Frente a este hecho, no vale decir que, si la sociedad fuese más justa y democrática económicamente hablando, entonces los docentes no tendríamos por qué variar nuestra enseñanza. Primero, la frase es falsa: siempre ha habido y habrá diferentes tipos de diversidad en las aulas. Segundo, la frase delata un narcisismo que antepone la comodidad del docente a las necesidades de la sociedad cuya ordenación uno tiene todo el derecho a criticar, pero no a ignorar; de ahí a decir que son demasiados los estudiantes que llegan a la universidad porque “¡hay que ver lo mal que escriben, y lo poco que saben!” hay apenas un paso. Y en tercer lugar, la docencia tradicional que ha imperado en España, en la que el docente sólo hablaba y hablaba y los alumnos sólo escuchaban, se sostenía menos por su valor educativo que por apelaciones a la autoridad.

Pese a todo, podría comprender que alguien haga un discurso estratégico de prioridades y que, sobre esa base, prime lo sociológico sobre lo metodológico para decir que aquí y ahora es más importante aumentar el número de escuelas, institutos y docentes que mejorar la formación de estos últimos. Ese es un argumento que puedo comprender y que voy a apoyar. Pero entonces que se diga de esta manera, si es esto lo que se quiere decir. Como también podría entender que alguien defendiera que la mejor manera de que el docente se desarrolle profesionalmente en su enseñanza es dándole completa libertad de cátedra en todos los niveles educativos, para que pueda innovar sobre el currículum e investigar sobre su propia docencia. Éste es un argumento pedagógico que estoy dispuesto a apoyar. El saber de la pedagogía no pertenece a las facultades de educación solamente sino que es tesoro común de todos los educadores (también de los que trabajamos en facultades de educación); todos tenemos y aplicamos nuestra pedagogía, lo queramos o no. De lo que se trata es de adquirir capacidades reflexivas y críticas para innovar, valorar y mejorar nuestra propia enseñanza. Algunos de nosotros, con nuestro trabajo, tratamos de poner a futuros docentes en la senda de que puedan adquirir, ejercitar y afinar estas capacidades por su cuenta. Pero nada de esto transpira en la frase de Fernández Liria: “Ni rastro de pedagogos”.

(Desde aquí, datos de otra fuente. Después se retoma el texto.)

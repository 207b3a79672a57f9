use std::sync::Arc;

use indexmap::IndexMap;

use super::api::AnnotationMetadata;
use super::value::MemberValue;

/// A layered view over two metadata snapshots: a declared layer (the
/// element's own metadata) over an inherited layer (e.g. the owning type's
/// metadata for a method). The declared layer wins on conflicts.
///
/// Mutations through the resolution engine replace only the declared layer;
/// the inherited layer is shared and preserved unchanged.
#[derive(Debug, Clone)]
pub struct AnnotationMetadataHierarchy {
    inherited: Arc<AnnotationMetadata>,
    declared: Arc<AnnotationMetadata>,
}

impl AnnotationMetadataHierarchy {
    pub fn new(inherited: Arc<AnnotationMetadata>, declared: Arc<AnnotationMetadata>) -> Self {
        Self {
            inherited,
            declared,
        }
    }

    pub fn declared(&self) -> &Arc<AnnotationMetadata> {
        &self.declared
    }

    pub fn inherited(&self) -> &Arc<AnnotationMetadata> {
        &self.inherited
    }

    /// A new hierarchy with the declared layer swapped out.
    pub fn with_declared(&self, declared: Arc<AnnotationMetadata>) -> Self {
        Self {
            inherited: self.inherited.clone(),
            declared,
        }
    }

    pub fn is_empty(&self) -> bool {
        self.declared.is_empty() && self.inherited.is_empty()
    }

    pub fn has_annotation(&self, name: &str) -> bool {
        self.declared.has_annotation(name) || self.inherited.has_annotation(name)
    }

    /// Declared in either layer's "declared" view; the inherited layer keeps
    /// its own notion of what was declared on its element.
    pub fn has_declared_annotation(&self, name: &str) -> bool {
        self.declared.has_declared_annotation(name)
    }

    pub fn has_stereotype(&self, name: &str) -> bool {
        self.declared.has_stereotype(name) || self.inherited.has_stereotype(name)
    }

    pub fn values_of(&self, name: &str) -> Option<&IndexMap<String, MemberValue>> {
        self.declared
            .values_of(name)
            .or_else(|| self.inherited.values_of(name))
    }

    pub fn get(&self, annotation: &str, member: &str) -> Option<&MemberValue> {
        self.declared
            .get(annotation, member)
            .or_else(|| self.inherited.get(annotation, member))
    }

    pub fn string_value(&self, annotation: &str, member: &str) -> Option<&str> {
        self.get(annotation, member).and_then(MemberValue::as_str)
    }
}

Creo que esta última frase es, además, ideológica y políticamente ineficaz porque no se da cuenta de que ciertas orientaciones pedagógicas son aliadas naturales en la protección de la educación pública. Como se ha repetido en multitud de ocasiones, el neoliberalismo se esconde hoy detrás del discurso de la “calidad” y de su importancia en un mundo globalizado. Obviamente, el término que queda marginado en esta fórmula —el de la “cantidad”— delata el verdadero sentido elitista de la calidad neoliberal. Se trata de evitar el acceso de todos y todas sin excepción a la educación, de dificultar la democratización misma de la cultura y de su potencial transformador. Ahora bien, creo que quienes sólo interpretan los problemas y las soluciones de la educación desde el BOE (desde aquello que podría hacer la política) y no desde las mejoras que los propios docentes podrían darse a sí mismos asumen, de facto, que no puede haber calidad y cantidad al mismo tiempo. Apuestan decididamente por la cantidad, por más inversión, más docentes, más centros… pero en la medida en que no integran la pedagogía en su discurso son incapaces de aportar una definición de calidad que sea alternativa a la que ofrece el neoliberalismo —el cual, por otra parte, jamás ha buscado verdaderamente enriquecer la dimensión pedagógica sino su eliminación—. Su oscuro deseo es un mundo en el que los docentes seamos sustituidos por libros de texto parlantes, robots o programas informáticos.

Ojalá, cuando nos pregunten: “¿Cantidad o calidad?”, sepamos responder: “Las dos cosas”. Y ojalá comprendamos que la pedagogía debe contribuir a definir la calidad educativa.